Max E. Gottesman, Robert A. Weisberg

Abstract


Cells which are immune to infection by lambda and produce phage on induction are called lysogens; they are descended from a cell in which an infecting λ phage particle entered the lysogenic pathway. The lysogenic pathway can be divided into two distinct steps. The first step, which requires among other things synthesis of repressor, results in repression of phage gene expression and of autonomous phage replication (see Chapters 9, 11, and 12). The second step is the attachment of the repressed phage chromosome to the chromosome of the bacterial host (Lederberg and Lederberg, 1953; Wollman, 1953). These two steps, repression and attachment, were clearly shown to be under independent genetic control by the analysis of a deletion mutant, λb2 (Kellenberger et al., 1961; Zichichi and Kellenberger, 1963).
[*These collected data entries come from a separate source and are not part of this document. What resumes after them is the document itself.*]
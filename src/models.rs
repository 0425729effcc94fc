use serde::{Deserialize, Serialize};
use sqlx::FromRow;
use utoipa::ToSchema;

#[derive(Deserialize, ToSchema)]
pub struct RegisterReq {
    #[schema(example = "jdoe")]
    pub username: String,
    #[schema(example = "s3cret-passw0rd")]
    pub password: String,
    #[schema(example = "John Doe")]
    pub name: String,
    #[schema(example = "john.doe@company.com", format = "email")]
    pub email: String,
    #[schema(example = "Engineering", nullable = true)]
    pub department: Option<String>,
    #[schema(example = 4)]
    pub role_id: u8,
}

#[derive(Deserialize, ToSchema)]
pub struct LoginReqDto {
    #[schema(example = "jdoe")]
    pub username: String,
    #[schema(example = "s3cret-passw0rd")]
    pub password: String,
}

#[derive(FromRow)]
pub struct UserSql {
    pub id: u64, // 👈 matches BIGINT UNSIGNED
    pub username: String,
    pub password: String,
    pub role_id: u8,
}

#[derive(Debug, Serialize, Deserialize)]
pub struct Claims {
    pub user_id: u64,
    pub sub: String,
    pub role: u8, // role id
    pub exp: usize,
    pub jti: String,

    pub token_type: TokenType,
}

#[derive(Debug, Serialize, Deserialize, PartialEq)]
pub enum TokenType {
    Access,
    Refresh,
}
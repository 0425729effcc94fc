use crate::auth::auth::AuthUser;
use crate::core::aggregate::{self, ExportFormat};
use crate::core::clock::Window;
use actix_web::{HttpResponse, Responder, web};
use chrono::{NaiveDate, Utc};
use serde::Deserialize;
use sqlx::MySqlPool;
use utoipa::{IntoParams, ToSchema};

#[derive(Deserialize, IntoParams, ToSchema)]
pub struct ReportQuery {
    #[schema(example = "2026-01-01", value_type = String, format = "date")]
    pub start_date: Option<NaiveDate>,
    #[schema(example = "2026-01-31", value_type = String, format = "date")]
    pub end_date: Option<NaiveDate>,
    #[schema(example = "Engineering")]
    pub department: Option<String>,
}

/// Per-employee attendance report over a window (Manager/HR/Admin)
#[utoipa::path(
    get,
    path = "/api/v1/reports/attendance",
    params(ReportQuery),
    responses(
        (status = 200, description = "Grouped report", body = crate::core::aggregate::AttendanceReportEnvelope),
        (status = 401, description = "Unauthorized"),
        (status = 403, description = "Forbidden")
    ),
    security(
        ("bearer_auth" = [])
    ),
    tag = "Reports"
)]
pub async fn attendance_report(
    auth: AuthUser,
    pool: web::Data<MySqlPool>,
    query: web::Query<ReportQuery>,
) -> actix_web::Result<impl Responder> {
    auth.require_manager_or_above()?;

    let window = Window::resolve(query.start_date, query.end_date, Utc::now());
    let report =
        aggregate::attendance_report(pool.get_ref(), &window, query.department.as_deref()).await?;

    Ok(HttpResponse::Ok().json(report))
}

/// On-time/late/WFH rates plus the per-day trend series (Manager/HR/Admin)
#[utoipa::path(
    get,
    path = "/api/v1/reports/performance",
    params(ReportQuery),
    responses(
        (status = 200, description = "Performance metrics", body = crate::core::aggregate::PerformanceReportEnvelope),
        (status = 401, description = "Unauthorized"),
        (status = 403, description = "Forbidden")
    ),
    security(
        ("bearer_auth" = [])
    ),
    tag = "Reports"
)]
pub async fn performance_report(
    auth: AuthUser,
    pool: web::Data<MySqlPool>,
    query: web::Query<ReportQuery>,
) -> actix_web::Result<impl Responder> {
    auth.require_manager_or_above()?;

    let window = Window::resolve(query.start_date, query.end_date, Utc::now());
    let report =
        aggregate::performance_report(pool.get_ref(), &window, query.department.as_deref())
            .await?;

    Ok(HttpResponse::Ok().json(report))
}

/// Top departments by on-time rate plus the window summary (Manager/HR/Admin)
#[utoipa::path(
    get,
    path = "/api/v1/reports/key-insights",
    params(ReportQuery),
    responses(
        (status = 200, description = "Key insights", body = crate::core::aggregate::KeyInsightsEnvelope),
        (status = 401, description = "Unauthorized"),
        (status = 403, description = "Forbidden")
    ),
    security(
        ("bearer_auth" = [])
    ),
    tag = "Reports"
)]
pub async fn key_insights(
    auth: AuthUser,
    pool: web::Data<MySqlPool>,
    query: web::Query<ReportQuery>,
) -> actix_web::Result<impl Responder> {
    auth.require_manager_or_above()?;

    let window = Window::resolve(query.start_date, query.end_date, Utc::now());
    let insights =
        aggregate::key_insights(pool.get_ref(), &window, query.department.as_deref()).await?;

    Ok(HttpResponse::Ok().json(insights))
}

#[derive(Deserialize, IntoParams, ToSchema)]
pub struct ExportQuery {
    /// Report to export: "attendance" or "performance"
    #[serde(rename = "type")]
    #[schema(example = "attendance")]
    pub report_type: String,
    /// Travels as metadata only; rendering is the export collaborator's job
    pub format: ExportFormat,
    #[schema(example = "2026-01-01", value_type = String, format = "date")]
    pub start_date: Option<NaiveDate>,
    #[schema(example = "2026-01-31", value_type = String, format = "date")]
    pub end_date: Option<NaiveDate>,
    #[schema(example = "Engineering")]
    pub department: Option<String>,
}

/// Export a report envelope (Manager/HR/Admin)
#[utoipa::path(
    get,
    path = "/api/v1/reports/export",
    params(ExportQuery),
    responses(
        (status = 200, description = "Export envelope", body = crate::core::aggregate::ExportEnvelope),
        (status = 400, description = "Invalid report type", body = Object, example = json!({
            "error": "INVALID_REPORT_TYPE",
            "message": "Invalid report type"
        })),
        (status = 401, description = "Unauthorized"),
        (status = 403, description = "Forbidden")
    ),
    security(
        ("bearer_auth" = [])
    ),
    tag = "Reports"
)]
pub async fn export_report(
    auth: AuthUser,
    pool: web::Data<MySqlPool>,
    query: web::Query<ExportQuery>,
) -> actix_web::Result<impl Responder> {
    auth.require_manager_or_above()?;

    let query = query.into_inner();
    let window = Window::resolve(query.start_date, query.end_date, Utc::now());
    let envelope = aggregate::export(
        pool.get_ref(),
        &query.report_type,
        query.format,
        &window,
        query.department.as_deref(),
    )
    .await?;

    Ok(HttpResponse::Ok().json(envelope))
}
A b2 mutant is able to repress its functions, but infected male cells do not transfer the repressed DNA to female recipients in bacterial mating. This indicates that λb2 DNA fails to attach to the bacterial chromosome. Cells that survive infection by λb2 do not give rise to clones of lysogenic descendants. Instead, the unattached repressed phage chromosome fails to replicate and is transmitted to only one daughter at each cell division. This response is known as abortive lysogeny.

The analysis of λb2 suggested that chromosomal attachment is essential for the establishment of stable lysogeny. It is now known (see below) that chromosomal attachment is achieved by the insertion of the prophage into the bacterial DNA. In this chapter, we shall discuss how...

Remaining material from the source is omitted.